Author: Maria Popova / Source: Brain Pickings

What We Imagine Knowledge to Be: James Gleick Reads Elizabeth Bishop

“What we see, we see / and seeing is changing,” begins a verse of Adrienne Rich’s stunning science poem that opened the inaugural Universe in Verse.

This question of how we wade through the darkness of the unknown to evolve the way we see and understand the world was at the heart of a very different poem that became a highlight of the second annual Universe in Verse — “At the Fishhouses” by Elizabeth Bishop (February 8, 1911–October 6, 1979), found in her posthumously published Poems (public library). Reading it for us, with a magnificent prefatory meditation, was James Gleick — not only a science writer of that rare enchanter category, but a philosopher of science and unparalleled historian of ideas; a writer who, whether he is exploring time travel or the history of information or the life of Isaac Newton, takes the facts of things and wrests from them something larger, something more interconnected — a kind of knowledge about knowledge out of which arises the lattice of understanding we call wisdom.
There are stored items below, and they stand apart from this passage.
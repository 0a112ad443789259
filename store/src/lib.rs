//! # Symstore
//!
//! Layered retrieval and caching of debugging artifacts (executable images
//! and debug databases) addressed by content-derived keys.
//!
//! ## Architecture
//!
//! ```text
//! find(key)
//!     │
//!     ├──> FileCache ──────────── hit: serve from disk, provenance from
//!     │        │                       the sidecar record
//!     │        └── miss ──> upstream
//!     │
//!     ├──> UnionSymbolStore ───── concurrent fan-out over N upstreams,
//!     │        │                       first success cancels the rest
//!     │        └──> HttpSymbolStore ── GET {base}/{key}, backoff memory,
//!     │                                compound fallback on 404
//!     │
//!     └──> SearchResult ───────── outcome + lazy stream + diagnostics
//!                                      chain naming every layer consulted
//! ```
//!
//! Stores compose: a cache wraps an HTTP store or a union of them, and every
//! layer stamps the result's diagnostics chain so a cache hit still shows
//! where the bytes originally came from.
//!
//! ## Example
//!
//! ```no_run
//! use std::sync::Arc;
//! use symstore::{FileCache, HttpSymbolStore, SymbolKey, SymbolStore};
//! use tokio_util::sync::CancellationToken;
//!
//! # async fn run() -> Result<(), symstore::StoreError> {
//! let server = Arc::new(HttpSymbolStore::new("https://msdl.microsoft.com/download/symbols")?);
//! let cache = FileCache::identity_partitioned(symstore::default_cache_dir(), server)?;
//!
//! let key = SymbolKey::new("clr.dll/4ba21eeb965000/clr.dll")?;
//! if let Some(mut result) = cache
//!     .find_with_default_policy(&key, &CancellationToken::new())
//!     .await
//! {
//!     println!("{:?}", result.diagnostics());
//!     let _stream = result.open_stream().await;
//! }
//! # Ok(())
//! # }
//! ```

mod cache;
mod diagnostics;
mod error;
mod http;
mod key;
mod microsoft;
mod result;
mod store;
mod union;

pub use cache::{default_cache_dir, CacheFileInfo, CacheLayout, FileCache, UpstreamQuery};
pub use diagnostics::{Diagnostics, Outcome};
pub use error::StoreError;
pub use http::{AdditionalRequests, HttpSymbolStore};
pub use key::SymbolKey;
pub use microsoft::{microsoft_store, CompressedFileConverter};
pub use result::{file_stream, memory_stream, SearchResult, StreamFactory, SymbolStream};
pub use store::{CacheValidityPolicy, SymbolStore};
pub use union::UnionSymbolStore;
What a rare privilege to have one of the greatest science writers humanity has produced read and reflect on one of the greatest poets.

AT THE FISHHOUSES
by Elizabeth Bishop

Although it is a cold evening,
down by one of the fishhouses
an old man sits netting,
his net, in the gloaming almost invisible,
a dark purple-brown,
and his shuttle worn and polished.
The air smells so strong of codfish
it makes one’s nose run and one’s eyes water.
The five fishhouses have steeply peaked roofs
and narrow, cleated gangplanks slant up
to storerooms in the gables
for the wheelbarrows to be pushed up and down on.
All is silver: the heavy surface of the sea,
swelling slowly as if considering spilling over,
is opaque, but the silver of the benches,
the lobster pots, and masts, scattered
among the wild jagged rocks,
is of an apparent translucence
like the small old buildings with an emerald moss
growing…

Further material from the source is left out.